Across the sector, recent news flow underscores a split market: high-grade drill success grabs attention, but development-stage stories are getting paid for de-risking. In Nevada, Hycroft reported a standout Vortex intercept including nearly 2,900 g/t silver and 33.7 g/t gold over 0.9 m within a broader high-grade interval. In British Columbia, Cambria’s underground infill at Premier returned 483 g/t gold over 1 m, reinforcing grade continuity. These results are exciting but still need to translate into mineable tonnage and cash flow. On the other side of the spectrum, Delta Resources secured a fourth year of non-dilutive OJEP funding for its Delta-1 project, a small but telling signal of provincial support for steady programs. IDEX’s porphyry target generation in Idaho and Yukon Metals’ option next to a Sumitomo-related discovery show how early-stage assets are jockeying for relevance through targets and land positions. Against that backdrop, Newcore’s PFS puts Enchi in the select group of juniors with a defined path to production, which can command a premium if financing and permits advance.

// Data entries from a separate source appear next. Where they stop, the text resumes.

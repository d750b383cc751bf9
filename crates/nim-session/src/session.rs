//! One connected device.
//!
//! A [`DeviceSession`] binds a driver to a dispatcher and keeps the last-known parameter
//! values and readings. Every command runs the same pipeline:
//!
//! 1. `validate` and `encode` (no I/O; a rejected command never reaches the wire)
//! 2. exchange all frames while holding the dispatcher slot
//! 3. `decode`, then apply updates to the cache
//! 4. publish `initial_values` / `readings_update` to subscribers, outside the slot
//!
//! A failed step leaves the cache untouched.

use crate::dispatcher::CommandDispatcher;
use crate::poller::PollerHandle;
use crate::subscribers::{Observer, SubscriberSet};
use nim_core::{
    Command, DeviceDriver, DeviceEvent, DeviceId, Family, NimResult, Outcome, ParamCache,
    ParamUpdate, Readings,
};
use parking_lot::{Mutex, RwLock};
use serde::Serialize;
use std::sync::Arc;
use std::time::Duration;
use tracing::{debug, instrument};

/// Registry view of a session.
#[derive(Debug, Clone, PartialEq, Eq, Serialize)]
pub struct SessionSummary {
    /// Identifier clients address the device by.
    pub device_id: DeviceId,
    /// Serial endpoint.
    pub endpoint: String,
    /// Instrument family.
    pub family: Family,
    /// Number of cached parameters.
    pub cached_values: usize,
    /// Number of observers receiving this device's events.
    pub subscribers: usize,
    /// Whether a telemetry poller runs.
    pub telemetry: bool,
}

/// Cached state of a session, as served to clients.
#[derive(Debug, Clone, PartialEq, Serialize)]
pub struct DeviceSnapshot {
    /// Identifier clients address the device by.
    pub device_id: DeviceId,
    /// Instrument family.
    pub family: Family,
    /// Every cached parameter.
    pub values: Vec<ParamUpdate>,
    /// Last telemetry readings.
    pub readings: Readings,
}

/// A connected device.
pub struct DeviceSession {
    device_id: DeviceId,
    endpoint: String,
    driver: Arc<dyn DeviceDriver>,
    dispatcher: CommandDispatcher,
    command_timeout: Duration,
    cache: RwLock<ParamCache>,
    readings: RwLock<Readings>,
    subscribers: SubscriberSet,
    poller: Mutex<PollerSlot>,
}

/// Telemetry poller of a session. Once retired, no poller is accepted again.
#[derive(Default)]
struct PollerSlot {
    handle: Option<PollerHandle>,
    retired: bool,
}

impl std::fmt::Debug for DeviceSession {
    fn fmt(&self, f: &mut std::fmt::Formatter<'_>) -> std::fmt::Result {
        f.debug_struct("DeviceSession")
            .field("device_id", &self.device_id)
            .field("endpoint", &self.endpoint)
            .field("family", &self.driver.family())
            .finish_non_exhaustive()
    }
}

impl DeviceSession {
    /// Bind `driver` to an open dispatcher.
    pub fn new(
        device_id: DeviceId,
        endpoint: String,
        driver: Arc<dyn DeviceDriver>,
        dispatcher: CommandDispatcher,
        command_timeout: Duration,
    ) -> Self {
        Self {
            device_id,
            endpoint,
            driver,
            dispatcher,
            command_timeout,
            cache: RwLock::new(ParamCache::new()),
            readings: RwLock::new(Readings::new()),
            subscribers: SubscriberSet::new(),
            poller: Mutex::new(PollerSlot::default()),
        }
    }

    /// Identifier clients address the device by.
    pub fn device_id(&self) -> &str {
        &self.device_id
    }

    /// Serial endpoint.
    pub fn endpoint(&self) -> &str {
        &self.endpoint
    }

    /// Instrument family.
    pub fn family(&self) -> Family {
        self.driver.family()
    }

    /// Driver of this session.
    pub fn driver(&self) -> &Arc<dyn DeviceDriver> {
        &self.driver
    }

    /// Observers of this session.
    pub fn subscribers(&self) -> &SubscriberSet {
        &self.subscribers
    }

    /// Run one logical command through validate, exchange, decode and cache.
    ///
    /// # Errors
    ///
    /// Any [`nim_core::NimError`]; on error nothing is cached or published.
    #[instrument(skip(self, command), fields(device_id = %self.device_id, op = %command.op), err)]
    pub async fn execute(&self, command: &Command) -> NimResult<Outcome> {
        self.driver.validate(command)?;
        let frames = self.driver.encode(command)?;
        let replies = self.dispatcher.execute(&frames, self.command_timeout).await?;
        let outcome = self.driver.decode(command, &replies)?;

        self.cache.write().apply(&outcome.updates);
        if !outcome.readings.is_empty() {
            let mut readings = self.readings.write();
            readings.extend(outcome.readings.iter().map(|(k, v)| (k.clone(), *v)));
        }
        debug!(updates = outcome.updates.len(), readings = outcome.readings.len(), "command applied");

        self.publish(&outcome);
        Ok(outcome)
    }

    fn publish(&self, outcome: &Outcome) {
        if self.subscribers.is_empty() {
            return;
        }
        for update in &outcome.updates {
            self.subscribers.broadcast(&DeviceEvent::InitialValues {
                device_id: self.device_id.clone(),
                update: update.clone(),
            });
        }
        if !outcome.readings.is_empty() {
            self.subscribers.broadcast(&DeviceEvent::ReadingsUpdate {
                device_id: self.device_id.clone(),
                readings: outcome.readings.clone(),
            });
        }
    }

    /// `initial_values` events for every cached parameter.
    pub fn cached_events(&self) -> Vec<DeviceEvent> {
        self.cache
            .read()
            .snapshot()
            .into_iter()
            .map(|update| DeviceEvent::InitialValues {
                device_id: self.device_id.clone(),
                update,
            })
            .collect()
    }

    /// Resynchronize one observer from the cache, without touching the hardware.
    pub fn replay_to(&self, observer: &Observer) {
        for event in self.cached_events() {
            if !observer.send(event) {
                break;
            }
        }
    }

    /// Last readings.
    pub fn readings(&self) -> Readings {
        self.readings.read().clone()
    }

    /// Cached state for clients.
    pub fn snapshot(&self) -> DeviceSnapshot {
        DeviceSnapshot {
            device_id: self.device_id.clone(),
            family: self.family(),
            values: self.cache.read().snapshot(),
            readings: self.readings(),
        }
    }

    /// Registry view.
    pub fn summary(&self) -> SessionSummary {
        SessionSummary {
            device_id: self.device_id.clone(),
            endpoint: self.endpoint.clone(),
            family: self.family(),
            cached_values: self.cache.read().len(),
            subscribers: self.subscribers.len(),
            telemetry: self.poller.lock().handle.is_some(),
        }
    }

    /// Install the telemetry poller. Returns `false`, and stops `handle`, if the session
    /// is already shutting down.
    pub(crate) fn set_poller(&self, handle: PollerHandle) -> bool {
        let mut slot = self.poller.lock();
        if slot.retired {
            handle.stop();
            return false;
        }
        if let Some(previous) = slot.handle.replace(handle) {
            previous.stop();
        }
        true
    }

    /// Stop telemetry and close the transport, waiting up to `grace` for an in-flight
    /// command.
    pub async fn shutdown(&self, grace: Duration) {
        let poller = {
            let mut slot = self.poller.lock();
            slot.retired = true;
            slot.handle.take()
        };
        if let Some(poller) = &poller {
            poller.stop();
        }
        self.dispatcher.shutdown(grace).await;
        if let Some(poller) = poller {
            poller.join(grace).await;
        }
    }
}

Near-term, the mining lease application and acceptance of the PFS will be the gating items. The full NI 43-101 with detailed capex, sustaining capital, and the AISC bridge will allow investors to stress-test unit costs for diesel, power, and reagents. Metallurgy across oxide, transition, and fresh domains needs to hold the 90%+ recovery in variability testing. Geotechnical parameters behind the 4.3:1 strip and pit slope angles should be explicit. On the exploration side, watch for updates from the 80,000-meter program, especially whether the deeper high-grade zones at Boin and Sewum can be extended along strike and modeled into an updated resource late this year or early next. On financing, clarity around debt capacity, any royalty or stream conversations, and equity needs will shape dilution. A risk not to ignore is downside gold price sensitivity; the project’s LOM AISC near $2,300 per ounce means a reversion in gold would compress margins quickly.
For institutional portfolios seeking leverage to gold with advancing engineering risk, Enchi offers a clean, conventional flow sheet, credible recoveries, and tangible near-term permits. The valuation will trade on NPV multiples and perceived financing certainty; any line of sight to project debt and a mining lease can narrow the discount. For retail investors, the main tension is between the quality of the PFS and the magnitude of the funding ask. Staging entries around permitting milestones and financing clarity reduces tail risk. Relative to peers, a useful lens is enterprise value per attributable ounce on a recovered basis, adjusted for AISC and capex intensity; Enchi’s moderate strip and 5.5 Mtpa scale compare well, but the LOM cost base places it mid-pack on the curve. The exploration upside at depth is the free option. The discipline will be to keep the build simple, lock in key inputs early, and let the drill bit add ounces rather than re-engineer the plant mid-flight.
Bottom line: Newcore’s PFS checks the right boxes for a West African CIL build and makes the project investable if today’s gold price regime holds. The upside case is meaningful if deeper high-grade additions can shift the grade profile. The risk case is straightforward too: cost inflation or a softer gold tape would challenge a LOM AISC near $2,300 per ounce. Financing and the mining lease now move to the front of the queue.